Another Day in the Country
What do you mean?
© Another Day in the Country
Adults should have a 6-year-old around for a couple of weeks, just to keep them on their toes.
“What do you mean resources?” Dagfinnr asked.
Jana, Jess, and I were doing the dishes and discussing gas consumption moved over into the price of water and the prognosis of the scarcity thereof. And so his mother, used to constant interrogation, began explaining what a resource was and how we hoped there would be plenty for generations to come.
“What do you mean generation?” came next, and when he found out the next generation was him, he got worried. “What do you mean no water? Everything needs water!”
He was still wondering about resources the next morning when he woke up. I came into the bedroom to say “good morning” and heard Dagfinnr ask, “Mom, the ocean is full of water so what do you mean run out?” and then he caught himself: “Oh, I forgot; it’s salty: But can’t they remove the salt?”
Jana began an expose on desalinization (and no, she didn’t simplify the concept and call it “taking the salt out”) and how expensive it was, and I backed out of the room to fix breakfast.
When you aren’t always around a child, you forget how they always are listening, absorbing the conversations and conviction (or lack thereof) of the people around them — good or bad.
When our cousins would come from California to visit us here in Ramona with their children, we’d marvel at how much they knew and what concepts they were exposed to in comparison to the children we knew here in town. While these California kids certainly weren’t driving tractors at 10, they were concerned about cats proliferation and recycling, which hadn’t yet been raised as matters of public awareness in Ramona.

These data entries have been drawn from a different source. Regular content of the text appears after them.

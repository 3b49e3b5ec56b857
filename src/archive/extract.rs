use std::fs;
use std::io;
use std::path::Path;

use crate::error::{AgentError, Result};

#[cfg(unix)]
fn apply_unix_mode(path: &Path, mode: Option<u32>) -> Result<()> {
    use std::os::unix::fs::PermissionsExt as _;

    if let Some(mode) = mode {
        fs::set_permissions(path, fs::Permissions::from_mode(mode))
            .map_err(|e| AgentError::io(format!("failed to set permissions on {path:?}: {e}")))?;
    }
    Ok(())
}

#[cfg(not(unix))]
fn apply_unix_mode(_path: &Path, _mode: Option<u32>) -> Result<()> {
    Ok(())
}

/// Write one archive entry to disk, creating parents as needed.
///
/// Unix permission bits matter here: `steamcmd.sh` and `linux32/steamcmd` must
/// stay executable after extraction.
pub(super) fn write_entry<R>(
    out_path: &Path,
    is_dir: bool,
    reader: &mut R,
    unix_mode: Option<u32>,
) -> Result<()>
where
    R: io::Read,
{
    if is_dir {
        fs::create_dir_all(out_path)
            .map_err(|e| AgentError::io(format!("failed to create directory {out_path:?}: {e}")))?;
        return Ok(());
    }

    if let Some(parent) = out_path.parent() {
        fs::create_dir_all(parent)
            .map_err(|e| AgentError::io(format!("failed to create directory {parent:?}: {e}")))?;
    }

    let mut outfile = fs::File::create(out_path)
        .map_err(|e| AgentError::io(format!("failed to create {out_path:?}: {e}")))?;
    io::copy(reader, &mut outfile)
        .map_err(|e| AgentError::io(format!("failed to write {out_path:?}: {e}")))?;
    apply_unix_mode(out_path, unix_mode)
}
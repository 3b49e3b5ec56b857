//! SteamCMD driver: command construction, execution and output classification.

mod command;
mod files;

use std::path::{Path, PathBuf};
use std::sync::Arc;

use async_trait::async_trait;

use crate::error::{AgentError, Result};
use crate::process::{run_process, RunOutcome, RunRequest};

pub use command::{ensure_quit, SteamCmdCommand};
pub use files::{cleanup_cache, ensure_installed, fresh_reset, SweepReport};

/// Stdout line SteamCMD prints for `+app_status` and at the end of installs.
pub const INSTALL_STATE_SENTINEL: &str = "install state:";

/// Substring of the install state line when a newer build is available.
const UPDATE_REQUIRED: &str = "update required";

/// Runs one SteamCMD script. The seam tests replace.
#[async_trait]
pub trait SteamCmdExecutor: Send + Sync {
    async fn execute(&self, args: &[String], sentinel: Option<&str>) -> Result<RunOutcome>;
}

/// Executes the real SteamCMD binary through the scoped process runner.
#[derive(Debug, Clone)]
pub struct SteamCmdProcess {
    exe: PathBuf,
}

impl SteamCmdProcess {
    pub fn new(exe: impl Into<PathBuf>) -> Self {
        Self { exe: exe.into() }
    }
}

#[async_trait]
impl SteamCmdExecutor for SteamCmdProcess {
    async fn execute(&self, args: &[String], sentinel: Option<&str>) -> Result<RunOutcome> {
        run_process(RunRequest {
            program: &self.exe,
            args,
            cwd: self.exe.parent(),
            sentinel,
            label: "steamcmd",
        })
        .await
    }
}

/// High-level SteamCMD operations used by the lifecycle engine.
#[derive(Clone)]
pub struct SteamCmd {
    executor: Arc<dyn SteamCmdExecutor>,
    username: String,
}

impl SteamCmd {
    pub fn new(executor: Arc<dyn SteamCmdExecutor>, username: impl Into<String>) -> Self {
        Self {
            executor,
            username: username.into(),
        }
    }

    fn base(&self) -> SteamCmdCommand {
        SteamCmdCommand::new().login(&self.username)
    }

    /// Run raw SteamCMD arguments, appending `+quit` when absent.
    ///
    /// The captured sentinel line (if any) comes back in the outcome.
    pub async fn run_command(&self, mut args: Vec<String>) -> Result<RunOutcome> {
        ensure_quit(&mut args);
        log::debug!("steamcmd {}", args.join(" "));
        self.executor
            .execute(&args, Some(INSTALL_STATE_SENTINEL))
            .await
    }

    async fn run_checked(&self, command: SteamCmdCommand, what: &str) -> Result<RunOutcome> {
        let outcome = self.run_command(command.into_args()).await?;
        if outcome.success() {
            Ok(outcome)
        } else {
            Err(AgentError::steamcmd(format!(
                "{} failed (exit code {:?}){}",
                what,
                outcome.exit_code,
                outcome
                    .error_line
                    .as_deref()
                    .map(|l| format!(": {}", l.trim()))
                    .unwrap_or_default()
            )))
        }
    }

    /// Log in once so SteamCMD updates itself. Used at boot.
    pub async fn self_update(&self) -> Result<()> {
        self.run_checked(self.base(), "SteamCMD self-update")
            .await
            .map(|_| ())
    }

    /// Install or update an app into `install_dir`.
    pub async fn app_update(&self, install_dir: &Path, app_id: u32, validate: bool) -> Result<()> {
        let command = self
            .base()
            .install_dir(install_dir)
            .app_update(app_id, validate);
        self.run_checked(command, &format!("app_update {}", app_id))
            .await
            .map(|_| ())
    }

    /// Download one workshop item for `game_id` into `install_dir`.
    pub async fn workshop_download(
        &self,
        install_dir: &Path,
        game_id: u32,
        item_id: u64,
        validate: bool,
    ) -> Result<()> {
        let command = self
            .base()
            .install_dir(install_dir)
            .workshop_download(game_id, item_id, validate);
        self.run_checked(command, &format!("workshop item {}", item_id))
            .await
            .map(|_| ())
    }

    /// True iff SteamCMD reports "update required" for the installed app.
    pub async fn check_for_update(&self, install_dir: &Path, app_id: u32) -> Result<bool> {
        let command = self.base().install_dir(install_dir).app_status(app_id);
        let outcome = self.run_command(command.into_args()).await?;
        Ok(update_required(outcome.sentinel_or_empty()))
    }
}

/// Classify an install state line.
pub fn update_required(install_state_line: &str) -> bool {
    install_state_line.to_lowercase().contains(UPDATE_REQUIRED)
}


#[cfg(test)]
mod tests {
    use std::path::Path;
    use std::sync::Arc;

    use super::testing::FakeSteamCmd;
    use super::{update_required, SteamCmd};
    use crate::error::ErrorKind;
    use crate::process::RunOutcome;

    #[test]
    fn classifies_install_state_lines() {
        assert!(update_required(
            " - install state: Fully Installed,Update Required,"
        ));
        assert!(!update_required(" - install state: Fully Installed,"));
        assert!(!update_required(""));
    }

    #[tokio::test]
    async fn run_command_appends_quit() {
        let fake = Arc::new(FakeSteamCmd::default());
        let steam = SteamCmd::new(fake.clone(), "");
        steam
            .run_command(vec!["+login".into(), "anonymous".into()])
            .await
            .unwrap();
        assert_eq!(fake.joined_calls(), vec!["+login anonymous +quit"]);
    }

    #[tokio::test]
    async fn check_for_update_reads_sentinel() {
        let fake = Arc::new(FakeSteamCmd::default());
        fake.reply(RunOutcome {
            exit_code: None,
            sentinel_line: Some(" - install state: Fully Installed,Update Required,".into()),
            error_line: None,
        });
        let steam = SteamCmd::new(fake.clone(), "");

        assert!(steam
            .check_for_update(Path::new("/srv/x"), 2394010)
            .await
            .unwrap());
        // No sentinel captured: reported as up to date.
        assert!(!steam
            .check_for_update(Path::new("/srv/x"), 2394010)
            .await
            .unwrap());
        assert!(fake.joined_calls()[0].contains("+app_status 2394010"));
    }

    #[tokio::test]
    async fn failed_update_is_a_steamcmd_error() {
        let fake = Arc::new(FakeSteamCmd::default());
        fake.reply(RunOutcome {
            exit_code: Some(8),
            sentinel_line: None,
            error_line: Some("ERROR! Failed to install app '12345' (No subscription)".into()),
        });
        let steam = SteamCmd::new(fake, "");

        let err = steam
            .app_update(Path::new("/srv/x"), 12345, false)
            .await
            .unwrap_err();
        assert_eq!(err.kind(), ErrorKind::SteamCmd);
        assert!(err.to_string().contains("No subscription"));
    }
}
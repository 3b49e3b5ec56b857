//! `ProcessControl` backed by the real operating system.

use std::path::{Path, PathBuf};
use std::process::Stdio;
use std::time::Duration;

use async_trait::async_trait;
use sysinfo::{ProcessRefreshKind, ProcessesToUpdate, System, UpdateKind};
use tokio::io::{AsyncBufReadExt as _, BufReader};
use tokio::process::Command;

use super::control::graceful_shutdown;
use super::{matches_instance, LaunchSpec, ProcessControl, RunningProcess};
use crate::error::{AgentError, Result};

/// Process control through `sysinfo` lookups and `tokio::process` launches.
#[derive(Debug, Default)]
pub struct SystemProcessControl;

impl SystemProcessControl {
    pub fn new() -> Self {
        Self
    }
}

fn scan_processes(process_name: &str, install_dir: &Path) -> Option<RunningProcess> {
    let mut sys = System::new();
    sys.refresh_processes_specifics(
        ProcessesToUpdate::All,
        true,
        ProcessRefreshKind::nothing().with_exe(UpdateKind::OnlyIfNotSet),
    );

    sys.processes().values().find_map(|process| {
        let name = process.name().to_string_lossy();
        if matches_instance(&name, process.exe(), process_name, install_dir) {
            Some(RunningProcess {
                pid: process.pid().as_u32(),
                name: name.into_owned(),
                exe: process.exe().map(Path::to_path_buf),
            })
        } else {
            None
        }
    })
}

#[async_trait]
impl ProcessControl for SystemProcessControl {
    async fn find_running(
        &self,
        process_name: &str,
        install_dir: &Path,
    ) -> Result<Option<RunningProcess>> {
        let process_name = process_name.to_string();
        let install_dir = install_dir.to_path_buf();
        let found =
            tokio::task::spawn_blocking(move || scan_processes(&process_name, &install_dir))
                .await?;
        Ok(found)
    }

    async fn spawn(&self, spec: &LaunchSpec) -> Result<RunningProcess> {
        if !spec.program.exists() {
            return Err(AgentError::process(format!(
                "Startup executable not found: {:?}",
                spec.program
            )));
        }

        let mut cmd = Command::new(&spec.program);
        cmd.args(&spec.args)
            .current_dir(&spec.cwd)
            .stdin(Stdio::null())
            .stdout(Stdio::piped())
            .stderr(Stdio::piped());

        #[cfg(target_os = "windows")]
        {
            const CREATE_NEW_PROCESS_GROUP: u32 = 0x0000_0200;
            cmd.creation_flags(CREATE_NEW_PROCESS_GROUP);
        }

        #[cfg(unix)]
        {
            cmd.process_group(0);
        }

        let mut child = cmd
            .spawn()
            .map_err(|e| AgentError::process(format!("Failed to start game server: {}", e)))?;

        let pid = child
            .id()
            .ok_or_else(|| AgentError::process("Failed to get process ID"))?;

        if let Some(stdout) = child.stdout.take() {
            let label = spec.label.clone();
            let mut reader = BufReader::new(stdout).lines();
            tokio::spawn(async move {
                while let Ok(Some(line)) = reader.next_line().await {
                    log::info!("[{} stdout] {}", label, line);
                }
            });
        }
        if let Some(stderr) = child.stderr.take() {
            let label = spec.label.clone();
            let mut reader = BufReader::new(stderr).lines();
            tokio::spawn(async move {
                while let Ok(Some(line)) = reader.next_line().await {
                    log::warn!("[{} stderr] {}", label, line);
                }
            });
        }

        let label = spec.label.clone();
        tokio::spawn(async move {
            let status = child.wait().await;
            log::info!("[{}] process {} exited: {:?}", label, pid, status);
        });

        let name = spec
            .program
            .file_name()
            .map(|n| n.to_string_lossy().into_owned())
            .unwrap_or_default();
        Ok(RunningProcess {
            pid,
            name,
            exe: Some(PathBuf::from(&spec.program)),
        })
    }

    async fn terminate(&self, process: &RunningProcess, grace: Duration) -> Result<()> {
        log::info!("Stopping process {} (pid: {})", process.name, process.pid);
        graceful_shutdown(process.pid, grace).await
    }
}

Ten years later, these kids are back visiting us, and we were proud to announce that all of our cats are spayed, and “yes, we now have recycling in Marion County.”
Cory, now the college kid, laughed sheepishly and said, “Was I really all that concerned about your cats?”
I assured him that he was, to the point where he volunteered to send me part of his allowance so that we could get our cat spayed.
We were sitting at the table after lunch, laughing at a story that Jana was telling us when suddenly the 6-year-old, whom we had thought was playing in the other room, poped up and said, “What do you mean, old fahrt,” (He still has some trouble with his r’s.)
The whole family suddenly was talking over, the top of each other trying to explain the concept.
“It means a grumpy old guy who stinks,” said Jana’s voice, giving the final ruling. “It’s not a nice thing to say.”
Called to task, we vow to be more discerning in the stories we repeat.
Watching her favorite program on television the other night we suddenly realized it was going to take a violent turn. Jana and Jess (who’d seen the show before) began a spelling conversation about whether to shut it off or divert Dagfinnr’s attention because he was not used to seeing violence.
“He’s about to s-h-o-o-t himself in the h-e-a-d,” Jess said. Immediately, Dagfinnr answered, “What do you mean shoot himself in the head?”
We and Dagfinnr laughed our heads off because here we were trying to be discreet, and he’d figured it all out, No more s-p-e-l-l-i-n-g!
I think there should be much more of this “what do you mean?” stuff going on to remind us that we are accountable for what we say, and, to encourage dialogue and understanding — whether amoung generations, the in-laws or the neighborhood.
This holiday has been so much fun! In fact, this whole year has been a wonderful experience, and here we come to a new calendar. A little boy comes tumbling into the room where I’m writing.
“What are you doing, Baba?”
“I’m writing my column for the newspaper.”
“What do you mean column?” he says.
It’s another day in the country, and I’ve got some explaining to do.